The feedback reports provided by the technology include tailored education and self-management skills training they can use with their families. The training is focused on improving health literacy to help people make informed decisions about and activity.

The information gathered through the new system could also provide teachers with insights about how to better teach health and nutrition in the classroom and address the issues identified in the qualitative research.

The rates of overweight and obesity are higher in Chicago than the national averages and vary widely by age and community area.   According to data from the city of Chicago, in the 2010-2011 school year in public schools, 36.5 percent of kindergartners, 48.6 percent of sixth graders and 44.7 percent of ninth graders were overweight or obese.

"By creating healthy eating 'report cards,' the City of Chicago and its partners have taken another important step in the fight against obesity," said Chicago Department of Public Health Commissioner Bechara Choucair, M.D. "This project will help parents, teachers and community partners find innovative solutions to this preventable disease while encouraging healthy eating habits at school and home."

The Healthy SMART Schools 18-month pilot is targeting 30 sixth-grade students at UNO Rufino Tamayo Charter School. This school year, 60 sixth-grade students from UNO Octavio Paz Charter School also will participate in the program.

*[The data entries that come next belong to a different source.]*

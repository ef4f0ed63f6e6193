use std::path::{Path, PathBuf};

use anyhow::{Context, Result};
use tracing::info;
use walkdir::WalkDir;

/// First file directly inside `dir`, in file-name order, whose extension is in
/// `extensions` (case-insensitive). A missing directory yields `None`.
pub fn find_artifact(dir: &Path, extensions: &[String]) -> Option<PathBuf> {
    if !dir.is_dir() {
        return None;
    }
    WalkDir::new(dir)
        .min_depth(1)
        .max_depth(1)
        .sort_by_file_name()
        .into_iter()
        .filter_map(|e| e.ok())
        .filter(|e| e.file_type().is_file())
        .map(|e| e.into_path())
        .find(|path| has_extension(path, extensions))
}

fn has_extension(path: &Path, extensions: &[String]) -> bool {
    path.extension()
        .and_then(|e| e.to_str())
        .map(|ext| extensions.iter().any(|want| want.eq_ignore_ascii_case(ext)))
        .unwrap_or(false)
}

/// Published name: `<prefix><identifier>_<timestamp>.<ext>`.
pub fn artifact_file_name(prefix: &str, identifier: &str, timestamp: &str, ext: &str) -> String {
    format!("{}{}_{}.{}", prefix, identifier, timestamp, ext)
}

/// Copy a build artifact into `output_dir` under its published name.
pub fn publish_artifact(
    artifact: &Path,
    output_dir: &Path,
    prefix: &str,
    identifier: &str,
    timestamp: &str,
) -> Result<PathBuf> {
    let ext = artifact
        .extension()
        .and_then(|e| e.to_str())
        .unwrap_or("bin")
        .to_ascii_lowercase();
    let target = output_dir.join(artifact_file_name(prefix, identifier, timestamp, &ext));

    std::fs::create_dir_all(output_dir)
        .with_context(|| format!("Failed to create output directory {:?}", output_dir))?;
    std::fs::copy(artifact, &target)
        .with_context(|| format!("Failed to copy {:?} to {:?}", artifact, target))?;

    info!("Published {:?}", target);
    Ok(target)
}

#[cfg(test)]
mod tests {
    use super::*;

    fn exts(list: &[&str]) -> Vec<String> {
        list.iter().map(|s| s.to_string()).collect()
    }

    #[test]
    fn test_find_artifact_first_by_name() {
        let dir = tempfile::tempdir().unwrap();
        std::fs::write(dir.path().join("firmware.elf"), b"elf").unwrap();
        std::fs::write(dir.path().join("z.hex"), b"z").unwrap();
        std::fs::write(dir.path().join("firmware.hex"), b"hex").unwrap();

        let found = find_artifact(dir.path(), &exts(&["hex"])).unwrap();
        assert_eq!(found.file_name().unwrap(), "firmware.hex");
    }

    #[test]
    fn test_find_artifact_ignores_subdirectories() {
        let dir = tempfile::tempdir().unwrap();
        std::fs::create_dir(dir.path().join("a.hex")).unwrap();
        std::fs::create_dir(dir.path().join("src")).unwrap();
        std::fs::write(dir.path().join("src").join("main.hex"), b"x").unwrap();

        assert!(find_artifact(dir.path(), &exts(&["hex"])).is_none());
    }

    #[test]
    fn test_find_artifact_extension_list() {
        let dir = tempfile::tempdir().unwrap();
        std::fs::write(dir.path().join("firmware.BIN"), b"bin").unwrap();

        assert!(find_artifact(dir.path(), &exts(&["hex"])).is_none());
        let found = find_artifact(dir.path(), &exts(&["hex", "bin"])).unwrap();
        assert_eq!(found.file_name().unwrap(), "firmware.BIN");
    }

    #[test]
    fn test_find_artifact_missing_dir() {
        assert!(find_artifact(Path::new("/nonexistent/.pio/build/x"), &exts(&["hex"])).is_none());
    }

    #[test]
    fn test_publish_artifact_name() {
        let build = tempfile::tempdir().unwrap();
        let out = tempfile::tempdir().unwrap();
        let artifact = build.path().join("firmware.hex");
        std::fs::write(&artifact, b":00000001FF").unwrap();

        let published =
            publish_artifact(&artifact, out.path(), "grblhal_", "test_a", "20260101").unwrap();
        assert_eq!(published, out.path().join("grblhal_test_a_20260101.hex"));
        assert_eq!(std::fs::read(&published).unwrap(), b":00000001FF");
    }
}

"There is an important connection between a healthy diet and a student's ability to learn and achieve high standards in school. Our students' overall health and wellness are strongly affected by the food served in school, the physical activity during the day, and the nutritional education provided to both the child and their parents," said Jesse Estrada, UNO CEO.

"As a partner in the communities we serve, we believe that our role is to model and provide the education, tools, and opportunities to achieve a high quality of life and a complete wellness of mind, body and spirit," said Estrada.

Because child obesity typically persists into adulthood, the current epidemic levels foreshadow dire health consequences for the next generation of Americans. Not only is obesity a primary risk factor for Type II diabetes, cardiovascular disease and certain cancers, it is associated with up to eight years of lost life in women and 10 years in men.

Fortunately, obesity is a modifiable risk factor, according to Appelhans.  Reducing the prevalence of obesity by only five percent over the next two decades could prevent hundreds of thousands of cases of diabetes, heart disease, and cancer, saving billions of dollars in obesity-related health care costs.

"Schools face the same challenge that parents at home face every day, which is how to entice kids to eat healthier and be more active. We hope that the approach we are investigating in this project will help parents and teachers guide children towards a healthy, active lifestyle that they will sustain long term," said Appelhans.